Haveria muito mais para contar. Os contratos que costumam ter sempre uma cláusula que lhe permite sair ao final de um ano, aquela vez em que deu instruções ao seu próprio guarda-redes para bater todos os pontapés de baliza para fora porque contra aquele adversário era mais fácil recuperar a bola após um lançamento lateral, os métodos motivacionais únicos, a mania de assistir a jogos sentado numa geleira enquanto bebe um café, as aulas de ioga à seleção do Chile antes do Mundial de 2010, as barreiras que criava para não haver empresários perto dos locais de treino. Mesmo muito mais.

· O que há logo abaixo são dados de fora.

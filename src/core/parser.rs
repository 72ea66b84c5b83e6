// src/core/parser.rs
pub mod frontmatter;
pub mod markdown;

use crate::error::ParseError;
use crate::models::{Note, NoteId, Value};
use frontmatter::{parse_metadata, split_frontmatter};
use markdown::read_body;
use std::fs;
use std::path::Path;

/// A parsed note and the frontmatter keys that could not be kept.
#[derive(Debug)]
pub struct ParsedNote {
    pub note: Note,
    pub dropped_attributes: Vec<String>,
}

/// Reads and parses one note file.
///
/// # Errors
///
/// This function may return an error if:
/// * The file cannot be read
/// * The file is not UTF-8
/// * The frontmatter block is unterminated, invalid YAML or not a mapping
pub fn read_note(root: &Path, path: &Path) -> Result<ParsedNote, ParseError> {
    let bytes = fs::read(path).map_err(|source| ParseError::Read {
        path: path.to_path_buf(),
        source,
    })?;
    parse_note(root, path, &bytes)
}

/// Parses the bytes of the note at `path`, a file under `root`.
///
/// Notes without frontmatter are valid: they get no attributes and a title taken from the
/// file name.
///
/// # Errors
///
/// This function may return an error if:
/// * The content is not UTF-8
/// * The frontmatter block is unterminated, invalid YAML or not a mapping
pub fn parse_note(root: &Path, path: &Path, bytes: &[u8]) -> Result<ParsedNote, ParseError> {
    let content = std::str::from_utf8(bytes).map_err(|_| ParseError::NotUtf8 {
        path: path.to_path_buf(),
    })?;

    let split = split_frontmatter(content, path)?;
    let metadata = match split.frontmatter {
        Some(yaml) => parse_metadata(yaml, path)?,
        None => frontmatter::Metadata::default(),
    };

    let id = NoteId::from_relative(path.strip_prefix(root).unwrap_or(path));
    let title = derive_title(&metadata.attributes, &id);
    let body = read_body(split.body, split.body_line);

    Ok(ParsedNote {
        note: Note {
            id,
            path: path.to_path_buf(),
            title,
            metadata: metadata.attributes,
            body: split.body.to_owned(),
            text: body.text,
            outbound_links: body.links,
        },
        dropped_attributes: metadata.dropped,
    })
}

/// The `title` attribute when it is a non-empty scalar, the file stem otherwise.
fn derive_title(attributes: &std::collections::BTreeMap<String, Value>, id: &NoteId) -> String {
    match attributes.get("title") {
        Some(value) if !value.is_list() => {
            let title = value.to_string();
            let title = title.trim();
            if title.is_empty() {
                id.stem().to_owned()
            } else {
                title.to_owned()
            }
        }
        _ => id.stem().to_owned(),
    }
}
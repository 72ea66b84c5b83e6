// tests/integration_tests/backlinks_test.rs
use super::common::{create_test_file, load, setup_hello_corpus, setup_vault};
use anyhow::Result;
use zks::{Config, NoteId, lookup_links};

fn ids(names: &[&str]) -> Vec<NoteId> {
    names.iter().map(|name| NoteId::new(*name)).collect()
}

#[test]
fn test_backlinks_of_mutual_pair() -> Result<()> {
    let temp_dir = setup_hello_corpus()?;
    let corpus = load(temp_dir.path())?;

    assert_eq!(corpus.backlinks("B.md"), ids(&["A.md"]));
    assert_eq!(corpus.backlinks("A.md"), ids(&["B.md"]));
    assert!(corpus.backlinks("C.md").is_empty());
    Ok(())
}

#[test]
fn test_backlinks_through_titles_aliases_and_paths() -> Result<()> {
    let temp_dir = setup_vault()?;
    let corpus = load(temp_dir.path())?;

    assert_eq!(
        corpus.backlinks("math/graphs.md"),
        ids(&["index.md", "journal/2024-03-01.md", "math/trees.md"])
    );
    assert_eq!(corpus.backlinks("Graph Theory"), corpus.backlinks("networks"));
    assert_eq!(corpus.backlinks("trees"), ids(&["index.md", "math/graphs.md"]));
    assert!(corpus.backlinks("index.md").is_empty());
    Ok(())
}

#[test]
fn test_unknown_note_has_no_backlinks() -> Result<()> {
    let temp_dir = setup_vault()?;
    let corpus = load(temp_dir.path())?;

    assert!(corpus.backlinks("does-not-exist.md").is_empty());
    assert!(corpus.backlink_edges("does-not-exist.md").is_empty());
    Ok(())
}

#[test]
fn test_repeated_links_collapse_in_backlinks_but_not_edges() -> Result<()> {
    let temp_dir = tempfile::tempdir()?;
    create_test_file(temp_dir.path(), "a.md", "[[b]] and again [[b]]\n[[b]]")?;
    create_test_file(temp_dir.path(), "b.md", "target")?;
    let corpus = load(temp_dir.path())?;

    assert_eq!(corpus.backlinks("b.md"), ids(&["a.md"]));
    let lines: Vec<usize> = corpus.backlink_edges("b.md").iter().map(|e| e.line).collect();
    assert_eq!(lines, vec![1, 1, 2]);
    Ok(())
}

#[test]
fn test_self_link_only_counts_for_itself() -> Result<()> {
    let temp_dir = tempfile::tempdir()?;
    create_test_file(temp_dir.path(), "loop.md", "I mention [[loop]].")?;
    create_test_file(temp_dir.path(), "other.md", "No links.")?;
    let corpus = load(temp_dir.path())?;

    assert_eq!(corpus.backlinks("loop.md"), ids(&["loop.md"]));
    assert!(corpus.backlinks("other.md").is_empty());
    Ok(())
}

#[test]
fn test_lookup_links_reports_unresolved_targets() -> Result<()> {
    let temp_dir = setup_vault()?;
    let summary = lookup_links(&Config::new(temp_dir.path().to_path_buf()), "index")?;

    assert_eq!(summary.note, NoteId::new("index.md"));
    let outbound: Vec<(&str, Option<&str>)> = summary
        .outbound
        .iter()
        .map(|link| (link.target.as_str(), link.resolved.as_ref().map(NoteId::as_str)))
        .collect();
    assert_eq!(
        outbound,
        vec![
            ("Graph Theory", Some("math/graphs.md")),
            ("math/trees.md", Some("math/trees.md")),
            ("Nowhere", None),
        ]
    );
    assert!(summary.inbound.is_empty());
    Ok(())
}

#[test]
fn test_every_edge_joins_existing_notes() -> Result<()> {
    let temp_dir = setup_vault()?;
    let corpus = load(temp_dir.path())?;

    assert_eq!(corpus.graph().edges().len(), 5);
    for edge in corpus.graph().edges() {
        assert!(corpus.note(edge.source.as_str()).is_some());
        assert!(corpus.note(edge.target.as_str()).is_some());
    }
    let unresolved: Vec<&str> = corpus
        .graph()
        .unresolved()
        .iter()
        .map(|link| link.target.as_str())
        .collect();
    assert_eq!(unresolved, vec!["Nowhere"]);
    Ok(())
}

#[test]
fn test_uppercase_extension_resolves() -> Result<()> {
    let temp_dir = tempfile::tempdir()?;
    create_test_file(temp_dir.path(), "Note.MD", "hello")?;
    create_test_file(temp_dir.path(), "a.md", "[[Note]] and [again](Note.md)")?;
    let corpus = load(temp_dir.path())?;

    let note = corpus
        .note("Note.MD")
        .ok_or_else(|| anyhow::anyhow!("Note.MD missing"))?;
    assert_eq!(note.title, "Note");
    assert!(corpus.graph().unresolved().is_empty());
    assert_eq!(corpus.backlinks("Note.MD"), vec![NoteId::new("a.md")]);
    assert_eq!(corpus.backlink_edges("Note").len(), 2);
    Ok(())
}
// src/core/ignore/loader.rs
use crate::core::ignore::Patterns;
use crate::error::IgnoreError;
use std::fs;
use std::path::Path;

/// Name of the ignore file.
pub const IGNORE_FILE: &str = ".zksignore";

/// Loads ignore patterns from the nearest `.zksignore`, starting in `dir` and walking up
/// through its parents. No file means no patterns.
///
/// # Errors
///
/// This function may return an error if:
/// * The `.zksignore` file exists but cannot be read
/// * The file contains invalid pattern syntax
#[inline]
pub fn load_ignore_patterns(dir: &Path) -> Result<Patterns, IgnoreError> {
    let mut patterns = Patterns::new();

    let Some(ignore_file) = dir
        .ancestors()
        .map(|ancestor| ancestor.join(IGNORE_FILE))
        .find(|candidate| candidate.is_file())
    else {
        return Ok(patterns);
    };

    let content = fs::read_to_string(&ignore_file).map_err(|source| IgnoreError::Read {
        path: ignore_file.clone(),
        source,
    })?;
    for line in content.lines() {
        patterns.add_pattern(line)?;
    }

    tracing::debug!(file = %ignore_file.display(), "loaded ignore patterns");
    Ok(patterns)
}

Mas tudo o que El Loco faz é por convicção, por achar que é o certo. Bielsa é um pensador do futebol, uma figura que lê mais para ensinar melhor, um treinador de topo sem um currículo correspondente (uma medalha de ouro nos Jogos Olímpicos de 2004, um Torneio Apertura e dois Torneios Clausura). E até a reação que teve perante Ranieri na primeira jornada da Ligue 1, quando o Lille ganhou por 3-0 ao Nantes, provou que nunca deixa de perder a humildade perante os melhores. “És um exemplo para todos nós”, disse ao ex-campeão inglês pelo Leicester. Será que também conseguirá ser exemplo ganhando o Campeonato com um outsider?